100 years on: the 2019 Tour de France

Before the start of the 106th edition of the race, a total of 2,145 yellow jerseys had been awarded to 286 different riders. Mike Teunissen, Julian Alaphilippe and Giulio Ciccone have this July taken that tally up to 289 riders who have worn the maillot jaune ahead of the landmark 100th anniversary.
With eight days and counting in yellow, Alaphilippe has already overtaken the number of days his distant predecessor Christophe reluctantly spent in the canary jersey. But LouLou will need a titanic performance in the Pau time trial is he wishes to push on and emulate the 10-day run that another Frenchman, Thomas Voeckler, achieved on two separate occasions.

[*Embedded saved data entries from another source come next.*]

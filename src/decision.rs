use std::collections::VecDeque;

use serde::Serialize;
use tracing::debug;

use crate::{error::GameError, hand::Hand};

pub const DEALER_STANDS_ON: u32 = 17;

#[derive(Debug, Copy, Clone, PartialEq, Eq, Serialize)]
#[serde(rename_all = "PascalCase")]
pub enum Action {
    Hit,
    Stand,
}

impl Action {
    /// Parses the one-letter console answer, ignoring case and the line ending.
    pub fn from_code(code: &str) -> Option<Action> {
        match code.trim_end_matches(&['\r', '\n'][..]).to_ascii_lowercase().as_str() {
            "h" => Some(Action::Hit),
            "s" => Some(Action::Stand),
            _ => None,
        }
    }
}

/// "Hit or stand" given the hand a participant currently holds.
pub trait Decide {
    fn decide(&mut self, hand: &Hand) -> Result<Action, GameError>;
}

/// Source of the player's raw answers.
pub trait Prompt {
    fn ask(&mut self) -> Result<String, GameError>;
}

pub struct PlayerDecision<P> {
    prompt: P,
}

impl<P: Prompt> PlayerDecision<P> {
    pub fn new(prompt: P) -> Self {
        PlayerDecision { prompt }
    }
}

impl<P: Prompt> Decide for PlayerDecision<P> {
    fn decide(&mut self, _hand: &Hand) -> Result<Action, GameError> {
        loop {
            let answer = self.prompt.ask()?;
            if let Some(action) = Action::from_code(&answer) {
                return Ok(action);
            }
            debug!(answer = answer.trim_end(), "ignoring unrecognised answer");
        }
    }
}

pub struct DealerDecision {
    stands_on: u32,
}

impl DealerDecision {
    pub fn new(stands_on: u32) -> Self {
        DealerDecision { stands_on }
    }

    pub fn action_for(&self, hand: &Hand) -> Action {
        if hand.total() < self.stands_on {
            Action::Hit
        } else {
            Action::Stand
        }
    }
}

impl Default for DealerDecision {
    fn default() -> Self {
        DealerDecision::new(DEALER_STANDS_ON)
    }
}

impl Decide for DealerDecision {
    fn decide(&mut self, hand: &Hand) -> Result<Action, GameError> {
        Ok(self.action_for(hand))
    }
}

/// Replays a fixed list of answers, then stands.
#[derive(Debug, Default)]
pub struct ScriptedDecision {
    actions: VecDeque<Action>,
}

impl ScriptedDecision {
    pub fn new(actions: impl IntoIterator<Item = Action>) -> Self {
        ScriptedDecision { actions: actions.into_iter().collect() }
    }

    pub fn from_codes<S: AsRef<str>>(codes: &[S]) -> Result<Self, GameError> {
        let actions = codes
            .iter()
            .map(|code| {
                Action::from_code(code.as_ref()).ok_or_else(|| {
                    GameError::InvalidConfig(format!("unknown player action {:?}", code.as_ref()))
                })
            })
            .collect::<Result<Vec<_>, _>>()?;
        Ok(ScriptedDecision::new(actions))
    }

    pub fn remaining(&self) -> usize {
        self.actions.len()
    }
}

impl Decide for ScriptedDecision {
    fn decide(&mut self, _hand: &Hand) -> Result<Action, GameError> {
        Ok(self.actions.pop_front().unwrap_or(Action::Stand))
    }
}

#[cfg(test)]
mod tests {
    use std::io;

    use super::*;
    use crate::deck::{Card, Rank, Suit};

    struct Answers(Vec<&'static str>);

    impl Prompt for Answers {
        fn ask(&mut self) -> Result<String, GameError> {
            if self.0.is_empty() {
                return Err(io::Error::from(io::ErrorKind::UnexpectedEof).into());
            }
            Ok(self.0.remove(0).to_string())
        }
    }

    fn hand(ranks: &[Rank]) -> Hand {
        let mut hand = Hand::new();
        for &rank in ranks {
            hand.push(Card::new(Suit::Clubs, rank));
        }
        hand
    }

    #[test]
    fn player_reasks_until_valid_answer() {
        let mut decision = PlayerDecision::new(Answers(vec!["x", "", "hit", " s", "S\r\n"]));
        assert_eq!(decision.decide(&Hand::new()).unwrap(), Action::Stand);
        assert!(decision.prompt.0.is_empty());
    }

    #[test]
    fn player_answer_is_case_insensitive() {
        let mut decision = PlayerDecision::new(Answers(vec!["H", "h"]));
        assert_eq!(decision.decide(&Hand::new()).unwrap(), Action::Hit);
        assert_eq!(decision.decide(&Hand::new()).unwrap(), Action::Hit);
    }

    #[test]
    fn closed_input_is_an_error() {
        let mut decision = PlayerDecision::new(Answers(vec!["q"]));
        assert!(matches!(decision.decide(&Hand::new()), Err(GameError::Input(_))));
    }

    #[test]
    fn dealer_hits_below_17() {
        let mut dealer = DealerDecision::default();
        assert_eq!(dealer.decide(&hand(&[Rank::Ten, Rank::Six])).unwrap(), Action::Hit);
        assert_eq!(dealer.decide(&hand(&[Rank::Ten, Rank::Seven])).unwrap(), Action::Stand);
        assert_eq!(dealer.decide(&hand(&[Rank::Ace, Rank::Six])).unwrap(), Action::Stand);
        assert_eq!(dealer.decide(&hand(&[Rank::Two, Rank::Three])).unwrap(), Action::Hit);
    }

    #[test]
    fn dealer_threshold_is_configurable() {
        let dealer = DealerDecision::new(19);
        assert_eq!(dealer.action_for(&hand(&[Rank::Ten, Rank::Eight])), Action::Hit);
        assert_eq!(dealer.action_for(&hand(&[Rank::Ten, Rank::Nine])), Action::Stand);
    }

    #[test]
    fn script_stands_when_exhausted() {
        let mut script = ScriptedDecision::from_codes(&["h", "S"]).unwrap();
        assert_eq!(script.decide(&Hand::new()).unwrap(), Action::Hit);
        assert_eq!(script.decide(&Hand::new()).unwrap(), Action::Stand);
        assert_eq!(script.remaining(), 0);
        assert_eq!(script.decide(&Hand::new()).unwrap(), Action::Stand);
    }

    #[test]
    fn script_rejects_unknown_codes() {
        assert!(matches!(
            ScriptedDecision::from_codes(&["h", "double"]),
            Err(GameError::InvalidConfig(_))
        ));
    }
}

With French fans still waiting for a post-Hinault Tour winner, Voeckler gave the home nation something to dream about when he defied Armstrong for 10 days in yellow in 2004 – and then repeated this feat in 2011, losing the jersey in Stage 18 on Alpe d’Huez to Andy Schleck (who himself then conceded the lead to Cadel Evans before Paris).
If Voeckler’s two runs in yellow encapsulated the French romance with the maillot jaune, then Alaphilippe’s current exploits – becoming the first Frenchman since Voeckler to wear yellow on Bastille Day after his attack into Saint-Etienne in Stage 8 – are helping to write a new chapter in the race’s rich history and the unparalleled relationship between both riders and public with a unique item of clothing.
The hundredth anniversary of the maillot jaune is celebrated on 19 July 2019 and coincides with Stage 13 of the Tour, the all-important 27.2km time trial in Pau.
And aptly it is Alaphilippe who will be last down the ramp while wearing an all-yellow skin-suit. Should Alaphilippe hold time trial specialist Geraint Thomas at bay and keep the race lead on Friday, he will be presented with a special limited-edition jersey bearing the image of Eugène Christophe.
In celebration of its century, the leader of the general classification at the end of each stage is receiving a unique version of the maillot jaune – the 20 designs involving a variety of iconic Tour imagery from the famous Atomium building in Brussels to the Arc de Triomphe in Paris, via all four of the five-time winners and some of the race’s most fabled climbs.
While Alaphilippe and fellow Frenchman Thibaut Pinot have been capturing the imagination of the host nation, Cossins feels that the ultimate winner of this year's yellow jersey will probably be riding for the British Ineos team.
Although, it's not defending champion Thomas – whose victory last year at Alpe d'Huez stands out to Cossins as the most memorable victory for a rider in yellow because of the iconic nature of the climb – who the author feels will stand atop the podium in Paris with the maillot jaune covering his shoulders.
"My heart says Pinot but my head says Egan Bernal," says Cossins.